Restoration of river herring is critical to restoring the health of lakes, ponds, rivers and streams, coastal food webs, and marine fisheries. Five years ago, the Downeast Fisheries Partnership held the first workshop focused on community-based restoration efforts. At the end of that meeting, fisherman and steward Bailey Bowden stood up and said, “I had no idea that anybody else cared about river herring as much as I do. I had no idea that there are scientists that study river herring. And, I had no idea that restoring river herring was critical to bringing back cod and haddock.”
Since those early days, Manomet and our partners have been working to build connections between research scientists and communities committed to restoring and sustaining their river herring runs. Despite COVID-19 and the pandemic, or perhaps because of it, we are making progress in raising the profile of river herring as a foundation species and the importance of restoration.
A few months ago, on Manomet’s social media and newsletter, I shared an update about the environmental DNA (or eDNA) research that Manomet is working on with the Maine Center for Coastal Fisheries (MCCF). Together, Mike Thalhauser of the MCCF and I collect water samples to analyze the environmental DNA (eDNA – the DNA released by all organisms into water, soil, air, more) for signs of river herring. Looking for eDNA in water samples is a much less invasive way to collect data. The data collected helps us understand how river herring are represented in Maine’s coastal food webs.

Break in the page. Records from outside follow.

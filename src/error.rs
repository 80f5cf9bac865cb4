use thiserror::Error;

/// All errors the credits runtime can surface to its caller.
///
/// Audit-notification and balance-poll failures are deliberately absent:
/// both are recovered locally (logged, then retried or dropped) and never
/// reach the caller.
#[derive(Debug, Error)]
pub enum CreditsError {
    #[error("checkout widget unavailable; try again in a moment")]
    WidgetUnavailable,

    #[error("unknown credit package: {0}")]
    UnknownPackage(String),

    #[error("a purchase is already in flight")]
    PurchaseInFlight,

    #[error("network error: {0}")]
    Network(#[from] reqwest::Error),

    #[error("backend returned status {status} for {endpoint}")]
    Backend { endpoint: String, status: u16 },
}

pub type Result<T> = std::result::Result<T, CreditsError>;

#[cfg(test)]
mod tests {
    use super::CreditsError;

    #[test]
    fn unknown_package_names_the_key() {
        let err = CreditsError::UnknownPackage("mystery-crate".to_owned());
        assert_eq!(err.to_string(), "unknown credit package: mystery-crate");
    }

    #[test]
    fn widget_unavailable_reads_as_user_alert() {
        let err = CreditsError::WidgetUnavailable;
        assert!(err.to_string().contains("try again"));
    }
}
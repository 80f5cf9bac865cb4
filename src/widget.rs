use std::sync::Arc;

use async_trait::async_trait;
use tokio::sync::broadcast;

/// Asynchronous signals the checkout widget emits. `OrderCompleted` is
/// authoritative intent; the two closed variants are the explicit closure
/// channel, which the widget does not always deliver reliably.
#[derive(Debug, Clone, Copy, PartialEq, Eq)]
pub enum WidgetEvent {
    OrderCompleted,
    PopupClosed,
    CheckoutClosed,
}

/// Session descriptor pushed into the widget before opening checkout.
#[derive(Debug, Clone, PartialEq, Eq)]
pub struct CheckoutSession {
    pub user_id: String,
    pub email: Option<String>,
    pub product_path: String,
    pub quantity: u32,
}

/// Imperative surface of the third-party checkout widget.
///
/// The real widget lives in an embedded browser context outside this
/// crate; the engine only ever talks to it through this port.
#[async_trait]
pub trait CheckoutWidget: Send + Sync {
    /// Whether the widget's client library has finished loading.
    fn is_ready(&self) -> bool;

    /// Clear any cart state left over from a previous attempt.
    async fn reset_session(&self);

    async fn push_session(&self, session: &CheckoutSession);

    async fn open_checkout(&self);

    /// Subscribe to the widget's event stream for the duration of one
    /// attempt. Each detector takes its own subscription.
    fn subscribe(&self) -> broadcast::Receiver<WidgetEvent>;
}

pub type DynCheckoutWidget = Arc<dyn CheckoutWidget>;

/// What a probe of the widget's rendering surface found.
#[derive(Debug, Clone, Copy, PartialEq, Eq)]
pub enum SurfaceStatus {
    /// No surface matching the widget's id/origin heuristics is in the tree.
    NotFound,
    Attached { visible: bool },
}

impl SurfaceStatus {
    pub fn is_showing(&self) -> bool {
        matches!(self, SurfaceStatus::Attached { visible: true })
    }
}

/// Finds the widget's rendering surface. The id/src-pattern heuristics and
/// any cross-frame access attempts are isolated behind this port so the
/// watcher logic stays testable.
#[async_trait]
pub trait SurfaceLocator: Send + Sync {
    async fn probe(&self) -> SurfaceStatus;

    /// Resolves when the observed subtree reports a change. The watcher
    /// races this against its poll interval, so implementations without
    /// change notification can simply pend forever.
    async fn changed(&self) {
        std::future::pending::<()>().await
    }
}

pub type DynSurfaceLocator = Arc<dyn SurfaceLocator>;

/// Locator for hosts where the widget renders out-of-process and no
/// surface is reachable; the closure fallback then stays disabled.
#[derive(Debug, Clone, Copy, Default)]
pub struct NoSurfaceLocator;

#[async_trait]
impl SurfaceLocator for NoSurfaceLocator {
    async fn probe(&self) -> SurfaceStatus {
        SurfaceStatus::NotFound
    }
}
use std::{fs, path::PathBuf, time::Duration};

use anyhow::{Context, Result};
use serde::{Deserialize, Serialize};

/// Runtime configuration for the credits engine. Every timing knob of the
/// reconciliation flow lives here so deployments can tune them without a
/// rebuild; the defaults are the contract values.
#[derive(Debug, Clone, Serialize, Deserialize)]
#[serde(default)]
pub struct CreditsConfig {
    pub backend_base_url: String,
    pub user_id: String,
    pub user_email: Option<String>,
    pub request_timeout_ms: u64,
    /// One-shot grace wait before giving up on an unloaded checkout widget.
    pub widget_ready_wait_ms: u64,
    /// The widget needs this long to internalize a pushed session before
    /// checkout can open.
    pub session_settle_ms: u64,
    pub balance_poll_interval_ms: u64,
    pub attempt_deadline_secs: u64,
    pub surface_watch_deadline_secs: u64,
    pub surface_poll_interval_ms: u64,
    pub surface_discovery_retry_ms: u64,
    /// Delays between balance re-fetches after an order-complete signal.
    /// The first entry is the wait before the initial fetch.
    pub completion_refresh_delays_ms: Vec<u64>,
}

impl Default for CreditsConfig {
    fn default() -> Self {
        Self {
            backend_base_url: "https://quillia.app".to_owned(),
            user_id: String::new(),
            user_email: None,
            request_timeout_ms: 5_000,
            widget_ready_wait_ms: 500,
            session_settle_ms: 200,
            balance_poll_interval_ms: 4_000,
            attempt_deadline_secs: 60,
            surface_watch_deadline_secs: 60,
            surface_poll_interval_ms: 500,
            surface_discovery_retry_ms: 1_000,
            completion_refresh_delays_ms: vec![0, 2_000, 2_500],
        }
    }
}

impl CreditsConfig {
    pub fn load_or_create() -> Result<(Self, PathBuf)> {
        let config_dir = dirs::config_dir()
            .context("unable to locate OS config directory")?
            .join("quillia-credits");
        fs::create_dir_all(&config_dir)
            .with_context(|| format!("failed creating config dir at {}", config_dir.display()))?;

        let config_path = config_dir.join("config.json");
        if !config_path.exists() {
            let default = Self::default();
            default.save(&config_path)?;
            return Ok((default, config_path));
        }

        let text = fs::read_to_string(&config_path)
            .with_context(|| format!("failed reading {}", config_path.display()))?;
        let config = serde_json::from_str::<Self>(&text)
            .with_context(|| format!("invalid json in {}", config_path.display()))?;
        Ok((config, config_path))
    }

    pub fn save(&self, path: &PathBuf) -> Result<()> {
        let payload = serde_json::to_string_pretty(self).context("failed serializing config")?;
        fs::write(path, payload).with_context(|| format!("failed writing {}", path.display()))?;
        Ok(())
    }

    pub fn request_timeout(&self) -> Duration {
        Duration::from_millis(self.request_timeout_ms.max(1))
    }

    pub fn widget_ready_wait(&self) -> Duration {
        Duration::from_millis(self.widget_ready_wait_ms)
    }

    pub fn session_settle(&self) -> Duration {
        Duration::from_millis(self.session_settle_ms)
    }

    pub fn balance_poll_interval(&self) -> Duration {
        Duration::from_millis(self.balance_poll_interval_ms.max(100))
    }

    pub fn attempt_deadline(&self) -> Duration {
        Duration::from_secs(self.attempt_deadline_secs.max(1))
    }

    pub fn surface_watch_deadline(&self) -> Duration {
        Duration::from_secs(self.surface_watch_deadline_secs.max(1))
    }

    pub fn surface_poll_interval(&self) -> Duration {
        Duration::from_millis(self.surface_poll_interval_ms.max(50))
    }

    pub fn surface_discovery_retry(&self) -> Duration {
        Duration::from_millis(self.surface_discovery_retry_ms)
    }

    pub fn completion_refresh_delays(&self) -> Vec<Duration> {
        self.completion_refresh_delays_ms
            .iter()
            .map(|ms| Duration::from_millis(*ms))
            .collect()
    }
}

#[cfg(test)]
mod tests {
    use super::CreditsConfig;
    use std::time::Duration;

    #[test]
    fn parses_partial_config_with_defaults() {
        let raw = r#"{
            "backend_base_url": "https://staging.quillia.app",
            "user_id": "user-77"
        }"#;
        let parsed: CreditsConfig = serde_json::from_str(raw).expect("config should parse");
        assert_eq!(parsed.backend_base_url, "https://staging.quillia.app");
        assert_eq!(parsed.user_id, "user-77");
        assert_eq!(parsed.balance_poll_interval_ms, 4_000);
        assert_eq!(parsed.attempt_deadline_secs, 60);
        assert_eq!(parsed.completion_refresh_delays_ms, vec![0, 2_000, 2_500]);
    }

    #[test]
    fn duration_helpers_clamp_degenerate_values() {
        let config = CreditsConfig {
            balance_poll_interval_ms: 0,
            attempt_deadline_secs: 0,
            surface_poll_interval_ms: 0,
            ..CreditsConfig::default()
        };
        assert_eq!(config.balance_poll_interval(), Duration::from_millis(100));
        assert_eq!(config.attempt_deadline(), Duration::from_secs(1));
        assert_eq!(config.surface_poll_interval(), Duration::from_millis(50));
    }

    #[test]
    fn refresh_delays_convert_in_order() {
        let config = CreditsConfig::default();
        let delays = config.completion_refresh_delays();
        assert_eq!(
            delays,
            vec![
                Duration::from_millis(0),
                Duration::from_millis(2_000),
                Duration::from_millis(2_500)
            ]
        );
    }
}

On one of our trips, Mike and I discussed our goal to convene Maine’s key river herring stakeholders— community river herring activists, academic researchers, and state and local managers. As Mike tells it, “this sampling trip turned into a plan to bring all of these folks together into a conversation about how we work together, across boundaries, to leverage all of our knowledge and capacity to really move the ball forward in river herring research, management, and restoration.”